Le gouverneur nomme directement aux charges administratives de la province ; les trois principales sont celles du Muong Sen, du Muong Chau et du Muong Khang. Ces trois fonctionnaires sont appelés aussi : mandarin de droite, mandarin de gauche et mandarin du milieu. C’est devant leur tribunal que se portent toutes les affaires ; on peut toujours appeler de leur décision au gouverneur, et le jugement de celui-ci peut, à son tour, être réformé par Bankok. Le Muong Sen, le Muong Chau et le Muong Khang ont, chacun, sous leurs ordres sept autres mandarins auxquels ils délèguent les affaires peu importantes. Ceux-ci commandent à leur tour à des mandarins d’ordre inférieur. La réunion de tous les fonctionnaires d’une province, à partir du Muong Sen et au-dessous, porte le nom de Thau phya Kromakan ; le nom de Sena est réservé au conseil formé par les premiers d’entre eux. C’est le Sena qui décide de toutes les affaires importantes.

Le gouverneur a en outre des mandarins particuliers composant sa maison. Lorsqu’il porte le titre de roi, leur nombre est considérable : il y a les chefs des gardes, les gardiens du parasol, les gardiens des femmes, les chefs des ouvriers, les bourreaux, les secrétaires. Si l’on satisfait la vanité des dignitaires laotiens en leur donnant les titres qui leur donnent droit à ce nombreux personnel, on augmente grandement les charges des populations qui sont forcées de subvenir aux dépenses et au luxe de tous ces fonctionnaires parasites.

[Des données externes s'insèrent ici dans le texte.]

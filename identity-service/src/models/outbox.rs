//! Outbox event record. Appended in the same transaction as the state change
//! it describes; a dispatcher later delivers it to the event-publishing port.

use chrono::{DateTime, Utc};
use serde::{Deserialize, Serialize};
use sqlx::FromRow;
use uuid::Uuid;

/// Integration event awaiting dispatch.
#[derive(Debug, Clone, Serialize, Deserialize, FromRow)]
pub struct OutboxEvent {
    pub event_id: Uuid,
    pub event_name: String,
    pub payload: serde_json::Value,
    pub actor_user_id: Option<Uuid>,
    pub created_utc: DateTime<Utc>,
    pub dispatched_utc: Option<DateTime<Utc>>,
}

impl OutboxEvent {
    pub fn new(event_name: &str, payload: serde_json::Value, actor_user_id: Option<Uuid>) -> Self {
        Self {
            event_id: Uuid::new_v4(),
            event_name: event_name.to_string(),
            payload,
            actor_user_id,
            created_utc: Utc::now(),
            dispatched_utc: None,
        }
    }

    pub fn is_dispatched(&self) -> bool {
        self.dispatched_utc.is_some()
    }
}
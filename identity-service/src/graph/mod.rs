//! In-memory, id-indexed views of the tenant and role tables.
//!
//! Entities are held by id and relations walked through explicit lookups, so
//! traversal depth is bounded by the visited set even if stored data ever
//! contains a cycle.

pub mod roles;
pub mod tenants;

pub use roles::RoleIndex;
pub use tenants::TenantIndex;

Comme en Chine et en Cochinchine, les pénalités corporelles sont échelonnées en une série ingénieusement croissante, et le bâton figure à chaque page du code laotien. Les plus hauts mandarins comme les plus humbles travailleurs sont journellement exposés à en recevoir, et le supplice du rotin est l’accompagnement obligé de l’interrogatoire des criminels. La partie frappée est le haut des reins ; en Cochinchine et au Cambodge, on frappe au contraire sur la partie charnue qui les termine ; le sang jaillit d’ordinaire dès les premiers coups, et il peut arriver que le coupable succombe à ce supplice, si la colère du juge le prolonge trop longtemps. La cangue, les fers, la prison, l’exposition publique, les amendes, l’exil, l’esclavage, la mort, complètent la série des peines en usage. Le supplice capital est fort rare, et la plupart des gouverneurs ne peuvent y condamner sans en référer à Bankok.

  1. Titre équivalant à celui d’Obbarach au Cambodge, et d’Oupa raja dans l’Inde.